Now, that you’ve completed the last four steps, all that’s left to do is, write. You’ve spent enough time reading this post, so spend at least the same amount of time organizing your personal statement, at least for today. Don’t overstress or over think this! Allow your true thoughts and passions to flow and show (hey that rhymes lol) through your essay. Creating the optimal personal statement format can take numerous edits and drafts to finally make it to the final draft. After writing, make sure to reread it at least 10-20 times to check for grammatical errors and completeness. Allow a minimum of 2-3 people to read and give you feedback.

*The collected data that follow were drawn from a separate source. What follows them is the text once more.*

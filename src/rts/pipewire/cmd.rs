use crate::error::CommandError;
use std::{
    io::{self, Read},
    process::{Command, Stdio},
    thread::{self, JoinHandle},
    time::{Duration, Instant},
};
use tracing::trace;

/// How often a running child is checked for completion
const POLL_INTERVAL: Duration = Duration::from_millis(5);

/// Runs an external program and returns its standard output
pub trait CommandRunner {
    fn run(&self, program: &str, args: &[String]) -> Result<String, CommandError>;
}

/// Spawns real processes, killing them if they outlive `timeout`
pub struct ProcessRunner {
    timeout: Duration,
}

impl ProcessRunner {
    pub fn new(timeout: Duration) -> Self {
        Self { timeout }
    }
}

/// Read a child pipe to the end on its own thread
///
/// The child blocks once a pipe buffer fills up, so both pipes are
/// drained while it runs instead of after it exits.
fn drain<P: Read + Send + 'static>(pipe: Option<P>) -> JoinHandle<io::Result<String>> {
    thread::spawn(move || {
        let mut buf = String::new();
        if let Some(mut pipe) = pipe {
            pipe.read_to_string(&mut buf)?;
        }
        Ok(buf)
    })
}

fn collect(reader: JoinHandle<io::Result<String>>) -> io::Result<String> {
    reader
        .join()
        .unwrap_or_else(|_| Err(io::Error::new(io::ErrorKind::Other, "pipe reader panicked")))
}

impl CommandRunner for ProcessRunner {
    fn run(&self, program: &str, args: &[String]) -> Result<String, CommandError> {
        trace!("Running {} {}", program, args.join(" "));
        let mut child = Command::new(program)
            .args(args)
            .stdin(Stdio::null())
            .stdout(Stdio::piped())
            .stderr(Stdio::piped())
            .spawn()?;

        let stdout = drain(child.stdout.take());
        let stderr = drain(child.stderr.take());

        let deadline = Instant::now() + self.timeout;
        let status = loop {
            match child.try_wait()? {
                Some(status) => break status,
                None if Instant::now() >= deadline => {
                    let _ = child.kill();
                    let _ = child.wait();
                    return Err(CommandError::Timeout(self.timeout));
                }
                None => thread::sleep(POLL_INTERVAL),
            }
        };

        let stdout = collect(stdout)?;
        let stderr = collect(stderr).unwrap_or_default();

        if status.success() {
            Ok(stdout)
        } else {
            Err(CommandError::Status {
                code: status.code(),
                stderr,
            })
        }
    }
}
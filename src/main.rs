mod controller;
mod error;
mod format;
mod log;
mod model;
mod process;
mod rts;
mod settings;
mod ui;

use crate::{
    controller::Controller,
    model::{events::UiEvent, Model},
    rts::pipewire::{MetadataStore, ProcessRunner},
    settings::Settings,
};
use std::time::Duration;
use tracing::{info, warn};

fn main() {
    log::parse_log_level();

    let dirs = match settings::scaffold() {
        Some(d) => d,
        None => log::oops("Could not determine a configuration directory", 1),
    };
    let settings = match Settings::init(dirs.config_dir()) {
        Ok(s) => s,
        Err(e) => log::oops(format!("Failed to initialise settings: {}", e), 1),
    };
    let app = settings.r().app().clone();

    if !process::daemon_running(&app.daemon_process) {
        warn!(
            "No '{}' process found, clock readings will stay unknown",
            app.daemon_process
        );
    }

    let runner = ProcessRunner::new(Duration::from_millis(app.command_timeout_ms));
    let controller = Controller::new(MetadataStore::new(runner, &app));
    let poll = match app.poll_interval_ms {
        0 => None,
        ms => Some(Duration::from_millis(ms)),
    };

    let (rt, handle) = ui::UiRuntime::new();
    let exit_tx = rt.sender();
    if let Err(e) = ctrlc::set_handler(move || {
        exit_tx.send(UiEvent::Exit);
    }) {
        warn!("Failed to install termination handler: {}", e);
    }

    let model = model::dispatch(Model::new(controller), handle, poll);
    let presenter = ui::term::spawn(rt);

    let _ = model.join();
    let _ = presenter.join();
    info!("pwclockctl exiting, goodbye");
}
//! Line based terminal presenter.
//!
//! Reads commands from stdin and prints every rendered panel to
//! stdout.  Selected buttons are shown in brackets.

use crate::{
    model::{
        events::{UiCmd, UiEvent},
        param::ParameterKind,
    },
    ui::{
        panel::{ButtonRow, PanelView},
        EventSender, UiRuntime,
    },
};
use std::{
    fmt::Write as _,
    io::{self, BufRead},
    thread::{self, JoinHandle},
};
use tracing::debug;

const HELP: &str = "commands: rate <hz> | quantum <frames> | sync | exit";

/// Turn one input line into a UI event
///
/// Blank lines yield `Ok(None)`, anything unrecognised an error message
/// for the user.
pub fn parse_command(line: &str) -> Result<Option<UiEvent>, String> {
    let mut words = line.split_whitespace();
    let cmd = match words.next() {
        Some(cmd) => cmd.to_ascii_lowercase(),
        None => return Ok(None),
    };

    let kind = match cmd.as_str() {
        "rate" | "r" => ParameterKind::Rate,
        "quantum" | "q" | "buffer" | "b" => ParameterKind::Quantum,
        "sync" | "update" | "u" => return Ok(Some(UiEvent::SyncRequested)),
        "exit" | "quit" | "x" => return Ok(Some(UiEvent::Exit)),
        other => return Err(format!("unknown command '{}', {}", other, HELP)),
    };

    let value = words
        .next()
        .ok_or_else(|| format!("{} needs a value", kind))?
        .parse::<u32>()
        .map_err(|e| format!("invalid {} value: {}", kind, e))?;
    Ok(Some(UiEvent::ValueSelected(kind, value)))
}

fn render_row(out: &mut String, row: &ButtonRow) {
    let _ = write!(out, "{:>12}:", row.title);
    for b in row.buttons.iter() {
        if b.selected {
            let _ = write!(out, " [{}]", b.label);
        } else {
            let _ = write!(out, "  {} ", b.label);
        }
    }
    out.push('\n');
}

/// Render a panel as a few lines of text
pub fn render(view: &PanelView) -> String {
    let mut out = String::new();
    let _ = writeln!(
        out,
        "{:>8} {}  {:>6} {}  {:>5} {}",
        view.rate.text,
        view.rate.unit,
        view.quantum.text,
        view.quantum.unit,
        view.latency.text,
        view.latency.unit
    );
    for &kind in ParameterKind::ALL.iter() {
        render_row(&mut out, view.row(kind));
    }
    out
}

/// Forward stdin lines to the model, sending `Exit` on end of input
fn read_input(tx: EventSender) {
    eprintln!("{}", HELP);
    let stdin = io::stdin();
    for line in stdin.lock().lines() {
        let line = match line {
            Ok(l) => l,
            Err(e) => {
                debug!("Failed to read stdin: {}", e);
                break;
            }
        };
        match parse_command(&line) {
            Ok(Some(evt)) => {
                let exit = evt == UiEvent::Exit;
                if !tx.send(evt) || exit {
                    return;
                }
            }
            Ok(None) => {}
            Err(msg) => eprintln!("{}", msg),
        }
    }
    tx.send(UiEvent::Exit);
}

/// Start the presenter, the returned handle finishes once the model closes
pub fn spawn(rt: UiRuntime) -> JoinHandle<()> {
    let tx = rt.sender();
    thread::spawn(move || read_input(tx));

    thread::spawn(move || {
        while let Some(cmd) = rt.next_cmd() {
            match cmd {
                UiCmd::Render(view) => print!("{}", render(&view)),
                UiCmd::Closed => break,
            }
        }
    })
}

#[cfg(test)]
mod tests {
    use super::*;
    use crate::model::{selection::SelectionState, state::CurrentState};

    #[test]
    fn parses_selections() {
        assert_eq!(
            parse_command("rate 48000"),
            Ok(Some(UiEvent::ValueSelected(ParameterKind::Rate, 48000)))
        );
        assert_eq!(
            parse_command("  Q 256 "),
            Ok(Some(UiEvent::ValueSelected(ParameterKind::Quantum, 256)))
        );
    }

    #[test]
    fn parses_control_commands() {
        assert_eq!(parse_command("sync"), Ok(Some(UiEvent::SyncRequested)));
        assert_eq!(parse_command("quit"), Ok(Some(UiEvent::Exit)));
        assert_eq!(parse_command("   "), Ok(None));
    }

    #[test]
    fn rejects_bad_input() {
        assert!(parse_command("rate").is_err());
        assert!(parse_command("rate 44.1").is_err());
        assert!(parse_command("volume 3").is_err());
    }

    #[test]
    fn render_marks_selection() {
        let state = CurrentState {
            rate: Some(48000),
            quantum: None,
        };
        let mut selection = SelectionState::new();
        selection.reconcile(&state);
        let text = render(&PanelView::new(&state, &selection));

        let lines: Vec<&str> = text.lines().collect();
        assert_eq!(lines.len(), 3);
        assert!(lines[0].contains("48 kHz"));
        assert!(lines[0].contains("------ samples"));
        assert!(lines[0].contains("---- ms"));
        assert!(lines[1].contains("[48]"));
        assert!(!lines[2].contains('['));
    }
}
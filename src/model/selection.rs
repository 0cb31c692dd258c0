//! Button selection derived from the current clock state
//!
//! Nothing here is a source of truth.  Every refresh resets all
//! entries from the latest [`CurrentState`], so the highlighted button
//! can never drift away from what the daemon reports.

use crate::model::{
    param::{ParameterKind, ParameterValue},
    state::CurrentState,
};

#[derive(Clone, Copy, Debug, PartialEq, Eq)]
pub struct Entry {
    pub value: u32,
    pub selected: bool,
}

/// Selection state of one kind's available values
#[derive(Clone, Debug, PartialEq, Eq)]
pub struct Selection {
    kind: ParameterKind,
    entries: Vec<Entry>,
}

impl Selection {
    /// A selection over the kind's available values with nothing selected
    pub fn new(kind: ParameterKind) -> Self {
        let entries = kind
            .available()
            .iter()
            .map(|&value| Entry {
                value,
                selected: false,
            })
            .collect();
        Self { kind, entries }
    }

    /// Mark exactly the entry matching `current`, deselect all others
    pub fn reconcile(&mut self, current: ParameterValue) {
        for entry in self.entries.iter_mut() {
            entry.selected = current == Some(entry.value);
        }
    }

    pub fn kind(&self) -> ParameterKind {
        self.kind
    }

    pub fn entries(&self) -> &[Entry] {
        &self.entries
    }

    pub fn selected(&self) -> Option<u32> {
        self.entries.iter().find(|e| e.selected).map(|e| e.value)
    }
}

/// Selection of both settable kinds
#[derive(Clone, Debug, PartialEq, Eq)]
pub struct SelectionState {
    rate: Selection,
    quantum: Selection,
}

impl SelectionState {
    pub fn new() -> Self {
        Self {
            rate: Selection::new(ParameterKind::Rate),
            quantum: Selection::new(ParameterKind::Quantum),
        }
    }

    pub fn reconcile(&mut self, state: &CurrentState) {
        self.rate.reconcile(state.rate);
        self.quantum.reconcile(state.quantum);
    }

    pub fn get(&self, kind: ParameterKind) -> &Selection {
        match kind {
            ParameterKind::Rate => &self.rate,
            ParameterKind::Quantum => &self.quantum,
        }
    }
}

impl Default for SelectionState {
    fn default() -> Self {
        Self::new()
    }
}

#[cfg(test)]
mod tests {
    use super::*;

    fn selected_count(sel: &Selection) -> usize {
        sel.entries().iter().filter(|e| e.selected).count()
    }

    #[test]
    fn selects_matching_member() {
        let mut sel = Selection::new(ParameterKind::Quantum);
        sel.reconcile(Some(256));
        assert_eq!(sel.selected(), Some(256));
        assert_eq!(selected_count(&sel), 1);
    }

    #[test]
    fn moving_value_deselects_previous() {
        let mut sel = Selection::new(ParameterKind::Rate);
        sel.reconcile(Some(44100));
        sel.reconcile(Some(96000));
        assert_eq!(sel.selected(), Some(96000));
        assert_eq!(selected_count(&sel), 1);
    }

    #[test]
    fn unknown_or_foreign_value_selects_nothing() {
        let mut sel = Selection::new(ParameterKind::Rate);
        sel.reconcile(Some(48000));
        sel.reconcile(None);
        assert_eq!(sel.selected(), None);

        sel.reconcile(Some(48000));
        sel.reconcile(Some(22050));
        assert_eq!(sel.selected(), None);
        assert_eq!(selected_count(&sel), 0);
    }

    #[test]
    fn reconcile_is_idempotent() {
        let state = CurrentState {
            rate: Some(192000),
            quantum: Some(1000),
        };
        let mut once = SelectionState::new();
        once.reconcile(&state);
        let mut twice = once.clone();
        twice.reconcile(&state);
        assert_eq!(once, twice);
        assert_eq!(twice.get(ParameterKind::Rate).selected(), Some(192000));
        assert_eq!(twice.get(ParameterKind::Quantum).selected(), None);
    }

    #[test]
    fn entries_follow_available_order() {
        let sel = Selection::new(ParameterKind::Quantum);
        let values: Vec<u32> = sel.entries().iter().map(|e| e.value).collect();
        assert_eq!(values, ParameterKind::Quantum.available());
        assert_eq!(sel.kind(), ParameterKind::Quantum);
    }
}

One last helpful tip is to use the voice to text option on your phone or computer. It works wonders for productivity. I’ve been using it with my iPhone on the notes app to write papers and blog posts. There’s a small icon at the bottom righthand corner with a microphone. You simply click and start speaking for about 30 seconds at a time. It will transcribe your voice into actual text. You will be saving yourself hours of typing and decreasing your risk of developing carpal tunnel! If you don’t have an iPhone there’s plenty of apps that allow for voice to text automation.